CrowdWhen asked, in a 2002 poll, whether the government should preserve and enhance multiculturalism, 82 per cent of Canadians said yes. So why, asks Lionel Lumb, from Carleton University’s School of Journalism, "are the millions of minorities that are so visible on our streets and in shopping malls, our offices and health care centres, so invisible on our television screens?"

Seventy per cent of the dramas, sitcoms and series that Canadians watch are produced in the U.S. Images of minorities are lacking on those screens and they’re lacking on Canadian screens as well.

The "White-Washing" of Entertainment

Back in 1993, the American Screen Actors Guild (SAG) began to collect statistics on the number of ethnic and minority actors appearing in American television and films. The results were grim. Members of visible and ethnic minorities were significantly under-represented across the whole range of entertainment media. The face of North American entertainment was overwhelmingly white, mostly male and young.

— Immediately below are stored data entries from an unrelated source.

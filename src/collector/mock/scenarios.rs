//! Pre-built server states.

use super::source::MockSource;

/// `show *` output of an authoritative server that has not answered anything yet.
const IDLE_SERVER: &str = "\
corrupt-packets=0,deferred-cache-inserts=0,deferred-cache-lookup=0,dnsupdate-answers=0,\
dnsupdate-changes=0,dnsupdate-queries=0,dnsupdate-refused=0,latency=0,packetcache-hit=0,\
packetcache-miss=0,packetcache-size=0,qsize-q=0,query-cache-hit=0,query-cache-miss=0,rd-queries=0,\
recursing-answers=0,recursing-questions=0,recursion-unanswered=0,security-status=1,\
servfail-packets=0,tcp-answers=0,tcp-queries=0,timedout-packets=0,udp-answers=0,udp-answers-bytes=0,\
udp-do-queries=0,udp-queries=0,udp4-answers=0,udp4-queries=0,udp6-answers=0,udp6-queries=0,";

impl MockSource {
    /// Idle server with a healthy security status.
    pub fn idle_server() -> Self {
        Self::from_output(IDLE_SERVER)
    }

    /// Server reporting the given security-status code and query counters.
    pub fn server_with(security_status: u64, udp4: u64, udp6: u64, tcp: u64) -> Self {
        Self::from_counters([
            ("security-status", security_status),
            ("udp4-queries", udp4),
            ("udp6-queries", udp6),
            ("tcp-queries", tcp),
        ])
    }
}
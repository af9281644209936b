//! Statistics from the local control socket via `pdns_control`.
//!
//! Runs `pdns_control [--socket-dir=DIR] [--config-name=NAME] show *`, which
//! prints every counter as comma-separated `name=value` pairs.

use std::collections::BTreeMap;
use std::io;
use std::path::PathBuf;
use std::process::Command;
use std::sync::LazyLock;

use regex::Regex;
use tracing::{debug, trace};

use super::traits::{CollectError, StatsSource};
use crate::storage::model::{Snapshot, Watchlist};

/// Default control utility shipped with the authoritative server.
pub const DEFAULT_CONTROL_TOOL: &str = "pdns_control";

static COUNTER_RE: LazyLock<Regex> = LazyLock::new(|| {
    Regex::new(r"^([a-z0-9-]+)=(\d+)$").expect("counter pattern is valid")
});

/// Parses `show *` output into watched counters.
///
/// Entries that do not look like `name=value`, or whose value does not fit a
/// u64, are skipped.
pub fn parse_show_output(output: &str, watchlist: &Watchlist) -> BTreeMap<String, u64> {
    let mut counters = BTreeMap::new();
    for entry in output.split(',') {
        let entry = entry.trim();
        let Some(caps) = COUNTER_RE.captures(entry) else {
            if !entry.is_empty() {
                trace!("skipping entry {:?}", entry);
            }
            continue;
        };
        let name = &caps[1];
        if !watchlist.is_watched(name) {
            continue;
        }
        if let Ok(value) = caps[2].parse::<u64>() {
            counters.insert(name.to_string(), value);
        }
    }
    counters
}

/// Source backed by the control utility.
pub struct ControlSource {
    tool: PathBuf,
    socket_dir: Option<PathBuf>,
    config_name: Option<String>,
}

impl ControlSource {
    pub fn new(tool: impl Into<PathBuf>) -> Self {
        Self {
            tool: tool.into(),
            socket_dir: None,
            config_name: None,
        }
    }

    /// Directory where the control socket lives.
    pub fn with_socket_dir(mut self, dir: impl Into<PathBuf>) -> Self {
        self.socket_dir = Some(dir.into());
        self
    }

    /// Name of the virtual configuration to query.
    pub fn with_config_name(mut self, name: impl Into<String>) -> Self {
        self.config_name = Some(name.into());
        self
    }

    /// Arguments passed to the control tool.
    pub fn args(&self) -> Vec<String> {
        let mut args = Vec::new();
        if let Some(dir) = &self.socket_dir {
            args.push(format!("--socket-dir={}", dir.display()));
        }
        if let Some(name) = &self.config_name {
            args.push(format!("--config-name={}", name));
        }
        args.push("show".to_string());
        args.push("*".to_string());
        args
    }

    fn tool_name(&self) -> String {
        self.tool.display().to_string()
    }
}

impl Default for ControlSource {
    fn default() -> Self {
        Self::new(DEFAULT_CONTROL_TOOL)
    }
}

impl StatsSource for ControlSource {
    fn name(&self) -> &str {
        "control socket"
    }

    fn collect(&mut self, watchlist: &Watchlist) -> Result<Snapshot, CollectError> {
        let args = self.args();
        debug!("running {} {}", self.tool.display(), args.join(" "));

        let output = Command::new(&self.tool)
            .args(&args)
            .output()
            .map_err(|e| match e.kind() {
                io::ErrorKind::NotFound => CollectError::NotFound(self.tool_name()),
                _ => CollectError::Io(format!("{}: {}", self.tool_name(), e)),
            })?;

        let stdout = String::from_utf8_lossy(&output.stdout);
        if !output.status.success() {
            let stderr = String::from_utf8_lossy(&output.stderr);
            let text = format!("{}{}", stdout, stderr).trim().to_string();
            let text = if text.is_empty() {
                format!("{} failed with {}", self.tool_name(), output.status)
            } else {
                text
            };
            return Err(CollectError::CommandFailed(text));
        }

        let counters = parse_show_output(&stdout, watchlist);
        if counters.is_empty() {
            return Err(CollectError::Empty(self.tool_name()));
        }
        debug!("collected {} counters", counters.len());
        Ok(Snapshot::now(counters))
    }
}
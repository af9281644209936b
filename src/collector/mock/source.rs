//! In-memory statistics source.

use std::collections::BTreeMap;

use crate::collector::control::parse_show_output;
use crate::collector::traits::{CollectError, StatsSource};
use crate::storage::model::{Snapshot, Watchlist};

/// Source returning fixed counters.
///
/// Counters are given either as raw `show *` output, which goes through the same
/// parser as the control socket source, or as a ready map.
#[derive(Debug, Clone)]
pub struct MockSource {
    output: String,
    epoch: Option<i64>,
}

impl MockSource {
    /// Creates a source replaying raw `show *` output.
    pub fn from_output(output: impl Into<String>) -> Self {
        Self {
            output: output.into(),
            epoch: None,
        }
    }

    /// Creates a source returning the given counters.
    pub fn from_counters<'a>(counters: impl IntoIterator<Item = (&'a str, u64)>) -> Self {
        let output = counters
            .into_iter()
            .map(|(k, v)| format!("{}={}", k, v))
            .collect::<Vec<_>>()
            .join(",");
        Self::from_output(output)
    }

    /// Stamps collected snapshots with a fixed epoch instead of the current time.
    pub fn at_epoch(mut self, epoch: i64) -> Self {
        self.epoch = Some(epoch);
        self
    }

    pub fn counters(&self, watchlist: &Watchlist) -> BTreeMap<String, u64> {
        parse_show_output(&self.output, watchlist)
    }
}

impl StatsSource for MockSource {
    fn name(&self) -> &str {
        "test data"
    }

    fn collect(&mut self, watchlist: &Watchlist) -> Result<Snapshot, CollectError> {
        let counters = self.counters(watchlist);
        if counters.is_empty() {
            return Err(CollectError::Empty(self.name().to_string()));
        }
        Ok(match self.epoch {
            Some(epoch) => Snapshot::new(epoch, counters),
            None => Snapshot::now(counters),
        })
    }
}
//! Statistics collection from a PowerDNS authoritative server.
//!
//! # Architecture
//!
//! ```text
//!                 ┌──────────────────┐
//!                 │   StatsSource    │ (trait)
//!                 └────────┬─────────┘
//!          ┌───────────────┼───────────────┐
//!   ┌──────▼──────┐ ┌──────▼──────┐ ┌──────▼──────┐
//!   │ControlSource│ │  ApiSource  │ │ MockSource  │
//!   │pdns_control │ │ HTTP + JSON │ │  (Testing)  │
//!   └─────────────┘ └─────────────┘ └─────────────┘
//! ```
//!
//! Exactly one source is chosen per run. Each returns a `Snapshot` filtered to the
//! watchlist, stamped with the time of collection.
//!
//! # Usage
//!
//! ```
//! use pdnscheck::collector::{MockSource, StatsSource};
//! use pdnscheck::storage::Watchlist;
//!
//! let mut source = MockSource::idle_server();
//! let snapshot = source.collect(&Watchlist::default()).unwrap();
//! assert_eq!(snapshot.get("security-status"), Some(1));
//! ```

pub mod api;
pub mod control;
pub mod mock;
pub mod traits;

pub use api::ApiSource;
pub use control::{ControlSource, parse_show_output};
pub use mock::MockSource;
pub use traits::{CollectError, StatsSource};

Critics and advocacy groups began to pressure the industry to produce shows and films that adequately reflect the racial and ethnic diversity we find in our communities and there have been significant gains. In its 2000 report, SAG announced a seven per cent increase in industry jobs and record numbers of roles for performers of colour, with African Americans accounting for 15 per cent of all characters in television and film. However, the National Association for the Advancement of Colored People (NAACP) pointed out that of the four major networks’ 26 new prime-time shows for the 2000 season, none featured people of colour in lead roles.

Canadian television—both public and private—is well known for creating programming for children and young people that reflects our multicultural society. But critics of our adult programming echo concerns voiced in the U.S. A 1994 study by Magali Dupont and Fo Niemi found that minorities in Quebec-based dramas were cast in secondary roles, usually in poorly paid occupations and unstable domestic situations, and non-white men tended to be less heroic and virile than their white counterparts.

A small study released in 2002 by researchers at B.C.’s Simon Fraser University shows similar patterns. In the nearly 70 hours of Canadian programming examined, visible minorities made up 12 per cent of 1,200 characters—not far below the actual percentage of visible minorities in the national population. But again, it’s the way these minorities are represented that comes under fire.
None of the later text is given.